I run a great little business. It has great staff and customers. It has bills to pay and debts to collect. I recently asked of the staff - “what is the single most important critical number for our business”. Of course everyone responded with sales and deals and profit. Over time we realised that they were just simple indicators of us doing our job well. We spent more time thinking about it - what we do and how we do it. And we realised that in fact sales and deals were the results of fruitful meetings with our clients and prospects. If we have more meetings we will get more work and more sales and more profit.
It sounds horribly simple, but when we began to focus the whole business on getting out there and having more meetings, we saw an incredible change in energy. It stopped being a job and became a team sport. We introduced rules and a scoreboard. We had started playing the Great Game of Business.
The Great Game of Business is not my invention, but is the wonderful work of a humble American businessman called Jack Stack. His simple theory of critical numbers can be applied to any business.
So, I ask you folk in Convenience Stores across Australia - what is your critical number? Is it the number of transactions? Is it the number of people coming through the door? Is it the amount of repeat business? Or is it again the number of meetings you have with your customers every week? If you think about someone shopping and in fact look upon it as a potential meeting your whole engagement criteria changes. No longer is it about scanning the product and taking the cash - it is about entering a conversation and becoming involved in that consumers life.
Too few Convenience Stores are just places you buy stuff when you are on the run. I don't know if you’ll remember a great TV series called Open All Hours, a comedy series about a corner shop in northern England. The store owner was a busybody who knew everything about everyone and while he was gossiping about life he was putting more and more products into the customers basket. The more stuff he had hidden away behind the counter, the more chance he had of a customer asking for it and the more chance he had of talking them into filling their basket.
The Convenience stores I visit don't have the energy and interest they need to create a wonderful and compelling reason to want to keep on shopping there. I think the trouble with C-Stores is that they have become plain old tasteless melba toast. They look the same. They are in similar positions. They have similar layouts and they range the same stuff. Marketing theory would demand that the modern C-store should compete on price, or service. We all know the pricing position is impossible given the buying power of the supermarkets, so we must think about the service. So where is the service? Where is the conversation? Where is the charm, the humour, the passion and of course the gossip?
What are you doing differently? Where are you trying to engage and become part of the fabric of your local communities?
Come on, surely it is time to excite, and delight. Combine your passion for making money with a passion for making a difference to your consumers life. Give them something back. Entertain them.

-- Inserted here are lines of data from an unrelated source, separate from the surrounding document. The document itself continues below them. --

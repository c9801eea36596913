use std::sync::Arc;

use async_trait::async_trait;
use bytes::Bytes;
use tokio::sync::Mutex;
use tonic::transport::{Channel, Endpoint};
use tracing::debug;

use super::{ensure_http_scheme, RemoteTabletServerClient};
use crate::client::{ClientError, MasterClient, TableListing, TabletServerClient};
use crate::cluster::{Replica, ReplicaRole, Tablet};
use crate::pb;
use crate::pb::master_client::MasterClient as MasterRpc;

/// Master client over gRPC. Connects lazily on first use and caches the
/// channel for the rest of the run.
pub struct RemoteMasterClient {
    address: String,
    client: Mutex<Option<MasterRpc<Channel>>>,
}

impl RemoteMasterClient {
    pub fn new(address: &str) -> Self {
        Self {
            address: ensure_http_scheme(address),
            client: Mutex::new(None),
        }
    }

    async fn client(&self) -> Result<MasterRpc<Channel>, ClientError> {
        let mut guard = self.client.lock().await;
        if let Some(client) = guard.as_ref() {
            return Ok(client.clone());
        }
        debug!(addr = %self.address, "connecting to master");
        let channel = Endpoint::new(self.address.clone())?.connect().await?;
        let client = MasterRpc::new(channel);
        *guard = Some(client.clone());
        Ok(client)
    }
}

#[async_trait]
impl MasterClient for RemoteMasterClient {
    async fn connect(&self) -> Result<(), ClientError> {
        let mut client = self.client().await?;
        client.ping(pb::PingRequest {}).await?;
        Ok(())
    }

    async fn list_tables(&self) -> Result<Vec<TableListing>, ClientError> {
        let mut client = self.client().await?;
        let resp = client.list_tables(pb::ListTablesRequest {}).await?.into_inner();
        Ok(resp
            .tables
            .into_iter()
            .map(|t| TableListing {
                name: t.name,
                schema: Bytes::from(t.schema),
                num_replicas: t.num_replicas,
            })
            .collect())
    }

    async fn list_tablet_servers(&self) -> Result<Vec<Arc<dyn TabletServerClient>>, ClientError> {
        let mut client = self.client().await?;
        let resp = client
            .list_tablet_servers(pb::ListTabletServersRequest {})
            .await?
            .into_inner();
        Ok(resp
            .tablet_servers
            .into_iter()
            .map(|entry| {
                Arc::new(RemoteTabletServerClient::new(entry.uuid, entry.address))
                    as Arc<dyn TabletServerClient>
            })
            .collect())
    }

    async fn list_tablets(&self, table_name: &str) -> Result<Vec<Tablet>, ClientError> {
        let mut client = self.client().await?;
        let resp = client
            .list_tablets(pb::ListTabletsRequest {
                table_name: table_name.to_string(),
            })
            .await?
            .into_inner();
        Ok(resp
            .tablets
            .into_iter()
            .map(|t| Tablet {
                id: t.id,
                replicas: t
                    .replicas
                    .into_iter()
                    .map(|r| Replica {
                        ts_uuid: r.ts_uuid,
                        role: replica_role(r.role),
                    })
                    .collect(),
            })
            .collect())
    }
}

fn replica_role(role: i32) -> ReplicaRole {
    match pb::ReplicaRole::try_from(role) {
        Ok(pb::ReplicaRole::Leader) => ReplicaRole::Leader,
        Ok(pb::ReplicaRole::Follower) => ReplicaRole::Follower,
        // Learners and anything the master reports that we don't model count
        // as non-voting.
        _ => ReplicaRole::Learner,
    }
}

Now of course I am making sweeping generalisations and there are exceptions. I am a big fan of NightOwl. They seem to respond to the needs of their locals and also support lots of community groups and have even developed their own branded bottle water to raise funds for the Lifesavers! Brilliant.
Our local bottleshop has a massive wine tasting party every Friday. It is packed to the rafters and that is where and when we fill our boots with grog and Dan Murphy’s lose out. They email me like a dear old friend - they keep in touch and tell me what is going on. The local convenience store should do the same. Become the local hub in our community. Make a difference. Stamp your presence on the local community. Protest for more parking. Protest for less parking. Become a corporate terrorist. Whatever it takes to become an essential local voice of the people. See what your local counsellors do and learn from the good stuff!
I am waiting for Karl in my local bottleshop to stand for council. He’ll get my vote today and forever as long as he keeps throwing those parties.